You should read this report thoroughly with the understanding that our actual results and actions may differ materially from those set forth in the forward-looking statements for many reasons, including the reasons described in this report. These factors include, but are not limited to: the competitive nature of our market; the risks associated with expansion into international markets; changes to Medicare, Medicaid, or private insurance reimbursement policies; changes to health care laws; changes affecting the medical device industry; our need to maintain regulatory compliance and to gain future regulatory approvals and clearances; our ability to recruit, train and retain an effective sales force, reimbursement staff, and patient services staff; our ability to protect our intellectual property; the effect of litigation, including legal expenses, which may arise with respect to our intellectual property in the ordinary course of business or otherwise; the impact of tight credit markets on our ability to continue to obtain financing on reasonable terms; and general economic and business conditions.
Overview
Electromed, Inc. (we, us, our, the Company, or Electromed) was incorporated in 1992. We are engaged in the business of providing innovative airway clearance products applying High Frequency Chest Wall Oscillation (HFCWO) therapy in pulmonary care for patients of all ages.

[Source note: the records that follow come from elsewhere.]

use derive_more::Display;
use serde::{Deserialize, Serialize};

use crate::array::DataType;

use super::{CodecError, CodecMetadata};

pub(super) const IDENTIFIER: &str = "bytes";

/// The endianness of each element in an array, either `big` or `little`.
#[derive(Serialize, Deserialize, Copy, Clone, Eq, PartialEq, Debug, Display)]
#[serde(rename_all = "lowercase")]
pub enum Endianness {
    /// Little endian.
    Little,
    /// Big endian.
    Big,
}

impl Endianness {
    /// Return true if the endianness matches the endianness of the CPU.
    #[must_use]
    pub fn is_native(self) -> bool {
        self == NATIVE_ENDIAN
    }
}

/// The endianness of the CPU.
pub const NATIVE_ENDIAN: Endianness = if cfg!(target_endian = "big") {
    Endianness::Big
} else {
    Endianness::Little
};

#[derive(Serialize, Deserialize, Clone, Debug, Default)]
#[serde(deny_unknown_fields)]
struct BytesCodecConfiguration {
    #[serde(default, skip_serializing_if = "Option::is_none")]
    endian: Option<Endianness>,
}

/// The `bytes` codec.
///
/// Serialises elements with a fixed endianness.
/// The endianness is optional in metadata, in which case elements are assumed to be little endian.
#[derive(Copy, Clone, Debug, PartialEq, Eq)]
pub struct BytesCodec {
    endian: Option<Endianness>,
}

impl BytesCodec {
    /// Create a new `bytes` codec.
    #[must_use]
    pub const fn new(endian: Option<Endianness>) -> Self {
        Self { endian }
    }

    /// Create a new `bytes` codec for little endian serialisation.
    #[must_use]
    pub const fn little() -> Self {
        Self::new(Some(Endianness::Little))
    }

    pub(super) fn from_metadata(metadata: &CodecMetadata) -> Result<Self, CodecError> {
        let configuration: BytesCodecConfiguration = metadata.to_configuration()?;
        Ok(Self::new(configuration.endian))
    }

    pub(super) fn create_metadata(&self) -> CodecMetadata {
        match self.endian {
            Some(endian) => CodecMetadata {
                name: IDENTIFIER.to_string(),
                configuration: Some(
                    [(
                        "endian".to_string(),
                        serde_json::Value::String(endian.to_string().to_lowercase()),
                    )]
                    .into_iter()
                    .collect(),
                ),
            },
            None => CodecMetadata {
                name: IDENTIFIER.to_string(),
                configuration: None,
            },
        }
    }

    fn needs_swap(&self, data_type: DataType) -> bool {
        data_type.size() > 1 && !self.endian.unwrap_or(Endianness::Little).is_native()
    }

    pub(super) fn encode(&self, mut decoded_value: Vec<u8>, data_type: DataType) -> Vec<u8> {
        if self.needs_swap(data_type) {
            reverse_endianness(&mut decoded_value, data_type);
        }
        decoded_value
    }

    pub(super) fn decode(&self, mut encoded_value: Vec<u8>, data_type: DataType) -> Vec<u8> {
        if self.needs_swap(data_type) {
            reverse_endianness(&mut encoded_value, data_type);
        }
        encoded_value
    }
}

/// Reverse the byte order of each element of `data_type` in `v`.
fn reverse_endianness(v: &mut [u8], data_type: DataType) {
    v.chunks_exact_mut(data_type.size())
        .for_each(<[u8]>::reverse);
}
//! A filesystem store.
//!
//! Each key maps to a file below the base directory and each prefix to a directory.

use std::{
    collections::HashMap,
    fs::{File, OpenOptions},
    io::{Read, Write},
    path::{Path, PathBuf},
    sync::Arc,
};

use parking_lot::{Mutex, RwLock};
use thiserror::Error;
use walkdir::WalkDir;

use crate::storage::{
    Bytes, MaybeBytes, ReadableStorageTraits, StorageError, StoreKey, StoreKeyError, StoreKeys,
    StorePrefix, WritableStorageTraits,
};

/// A synchronous file system store.
///
/// Access to each key is serialised with a per-key lock.
/// Operations spanning a prefix lock out all other operations.
#[derive(Debug)]
pub struct FilesystemStore {
    base_path: PathBuf,
    readonly: bool,
    files: Mutex<HashMap<StoreKey, Arc<RwLock<()>>>>,
}

impl FilesystemStore {
    /// Create a new file system store at a given `base_path`.
    ///
    /// # Errors
    /// Returns a [`FilesystemStoreCreateError`] if `base_directory`:
    ///   - is not valid, or
    ///   - it points to an existing file rather than a directory.
    pub fn new<P: AsRef<Path>>(base_path: P) -> Result<Self, FilesystemStoreCreateError> {
        let base_path = base_path.as_ref().to_path_buf();
        if base_path.to_str().is_none() {
            return Err(FilesystemStoreCreateError::InvalidBasePath(base_path));
        }

        let readonly = if base_path.exists() {
            let md = std::fs::metadata(&base_path)?;
            if !md.is_dir() {
                return Err(FilesystemStoreCreateError::InvalidBasePath(base_path));
            }
            md.permissions().readonly()
        } else {
            // the path does not exist, so try and create it. If this succeeds, the filesystem is not read only
            std::fs::create_dir_all(&base_path)?;
            std::fs::remove_dir(&base_path)?;
            false
        };

        Ok(Self {
            base_path,
            readonly,
            files: Mutex::default(),
        })
    }

    /// Return the base path of the store.
    #[must_use]
    pub fn base_path(&self) -> &Path {
        &self.base_path
    }

    /// Maps a [`StoreKey`] to a filesystem [`PathBuf`].
    #[must_use]
    pub fn key_to_fspath(&self, key: &StoreKey) -> PathBuf {
        let mut path = self.base_path.clone();
        path.push(key.as_str());
        path
    }

    /// Maps a filesystem [`PathBuf`] to a [`StoreKey`].
    fn fspath_to_key(&self, path: &Path) -> Result<StoreKey, StoreKeyError> {
        let path = pathdiff::diff_paths(path, &self.base_path)
            .ok_or_else(|| StoreKeyError::from(path.to_string_lossy().to_string()))?;
        let components: Vec<_> = path
            .components()
            .map(|component| component.as_os_str().to_string_lossy())
            .collect();
        StoreKey::new(components.join("/"))
    }

    /// Maps a store [`StorePrefix`] to a filesystem [`PathBuf`].
    #[must_use]
    pub fn prefix_to_fs_path(&self, prefix: &StorePrefix) -> PathBuf {
        let mut path = self.base_path.clone();
        path.push(prefix.as_str());
        path
    }

    fn get_file_mutex(&self, key: &StoreKey) -> Arc<RwLock<()>> {
        self.files
            .lock()
            .entry(key.clone())
            .or_insert_with(|| Arc::new(RwLock::default()))
            .clone()
    }

    fn check_writable(&self) -> Result<(), StorageError> {
        if self.readonly {
            Err(StorageError::ReadOnly)
        } else {
            Ok(())
        }
    }

    fn walk_keys(&self, path: &Path) -> StoreKeys {
        WalkDir::new(path)
            .sort_by_file_name()
            .into_iter()
            .filter_map(std::result::Result::ok)
            .filter(|entry| entry.file_type().is_file())
            .filter_map(|entry| self.fspath_to_key(entry.path()).ok())
            .collect()
    }
}

fn ignore_not_found(result: std::io::Result<()>) -> Result<(), StorageError> {
    match result {
        Err(err) if err.kind() != std::io::ErrorKind::NotFound => Err(err.into()),
        _ => Ok(()),
    }
}

impl ReadableStorageTraits for FilesystemStore {
    fn get(&self, key: &StoreKey) -> Result<MaybeBytes, StorageError> {
        let file = self.get_file_mutex(key);
        let _lock = file.read();

        let mut file = match File::open(self.key_to_fspath(key)) {
            Ok(file) => file,
            Err(err) if err.kind() == std::io::ErrorKind::NotFound => return Ok(None),
            Err(err) => return Err(err.into()),
        };
        let mut buffer = Vec::new();
        file.read_to_end(&mut buffer)?;
        Ok(Some(Bytes::from(buffer)))
    }
}

impl WritableStorageTraits for FilesystemStore {
    fn set(&self, key: &StoreKey, value: Bytes) -> Result<(), StorageError> {
        self.check_writable()?;

        let file = self.get_file_mutex(key);
        let _lock = file.write();

        let key_path = self.key_to_fspath(key);
        if let Some(parent) = key_path.parent() {
            std::fs::create_dir_all(parent)?;
        }
        let mut file = OpenOptions::new()
            .write(true)
            .create(true)
            .truncate(true)
            .open(key_path)?;
        file.write_all(&value)?;
        Ok(())
    }

    fn erase(&self, key: &StoreKey) -> Result<(), StorageError> {
        self.check_writable()?;

        let file = self.get_file_mutex(key);
        let _lock = file.write();
        ignore_not_found(std::fs::remove_file(self.key_to_fspath(key)))
    }

    fn ensure_prefix(&self, prefix: &StorePrefix) -> Result<(), StorageError> {
        self.check_writable()?;
        std::fs::create_dir_all(self.prefix_to_fs_path(prefix))?;
        Ok(())
    }

    fn rename_prefix(&self, from: &StorePrefix, to: &StorePrefix) -> Result<(), StorageError> {
        self.check_writable()?;

        let _lock = self.files.lock(); // lock all operations
        let from_path = self.prefix_to_fs_path(from);
        let to_path = self.prefix_to_fs_path(to);
        let nested = to.starts_with(from);

        let source_has_keys = self
            .walk_keys(&from_path)
            .iter()
            .any(|key| !(nested && key.has_prefix(to)));
        if !source_has_keys {
            return if self.walk_keys(&to_path).is_empty() {
                Err(StorageError::RenameSourceMissing(from.clone(), to.clone()))
            } else {
                Ok(())
            };
        }

        if nested {
            // Move the source aside so the destination can be created within it
            let tmp = from.sibling_with_suffix(".__rename").ok_or_else(|| {
                StorageError::Other(format!("cannot rename {from} into its own child {to}"))
            })?;
            let tmp_path = self.prefix_to_fs_path(&tmp);
            std::fs::rename(&from_path, &tmp_path)?;
            if let Some(parent) = to_path.parent() {
                std::fs::create_dir_all(parent)?;
            }
            std::fs::rename(&tmp_path, &to_path)?;
        } else {
            if let Some(parent) = to_path.parent() {
                std::fs::create_dir_all(parent)?;
            }
            std::fs::rename(&from_path, &to_path)?;
        }
        Ok(())
    }
}

/// A filesystem store creation error.
#[derive(Debug, Error)]
pub enum FilesystemStoreCreateError {
    /// An IO error.
    #[error(transparent)]
    IOError(#[from] std::io::Error),
    /// The path is not valid on this system.
    #[error("base path {0} is not valid")]
    InvalidBasePath(PathBuf),
}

We manufacture, market and sell products that provide HFCWO, including the Electromed, Inc. SmartVest® Airway Clearance System (SmartVest System) and related products, to patients with compromised mucus clearance function. The products are sold for both the home health care market and the institutional market for use by patients in hospitals, which are referred to as “institutional sales.” For approximately ten years, we have marketed the SmartVest System and its predecessor products to patients suffering from cystic fibrosis, bronchiectasis (including chronic bronchitis or chronic obstructive pulmonary disease (COPD) that has resulted in a diagnosis of bronchiectasis), or any one of certain enumerated neuro-muscular diseases, and can demonstrate that another less expensive physical or mechanical treatment did not adequately mobilize retained secretions. Additionally, we offer such products, upon physician prescription to a patient population that includes post-surgical and intensive care patients , patients with end-stage neuromuscular disease, and ventilator-dependent patients. Our goal is to be a consistent innovator in providing HFCWO to patients with impaired pulmonary function.
Critical Accounting Policies and Estimates
Our significant accounting policies and estimates are disclosed in Part II, Item 7, “Management’s Discussion and Analysis of Financial Condition and Results of Operations,” and Note 1 to our Audited Consolidated Financial Statements, included in Part II, Item 8, of our Annual Report on Form 10-K for the fiscal year ended June 30, 2012. The critical accounting policies used in the preparation of the financial statements as of September 30, 2012 have remained unchanged from June 30, 2012.
Some of our accounting policies require us to exercise significant judgment in selecting the appropriate assumptions for calculating financial statements. Such judgments are subject to an inherent degree of uncertainty. These judgments are based upon our historical experience, known trends in our industry, terms of existing contracts and other information from outside sources, as appropriate. The Company believes the critical accounting policies that require the most significant assumptions and judgments in the preparation of its consolidated financial statements include: revenue recognition and the estimation of selling price adjustments, allowance for doubtful accounts, inventory obsolescence, share-based compensation, income taxes, and warranty liability.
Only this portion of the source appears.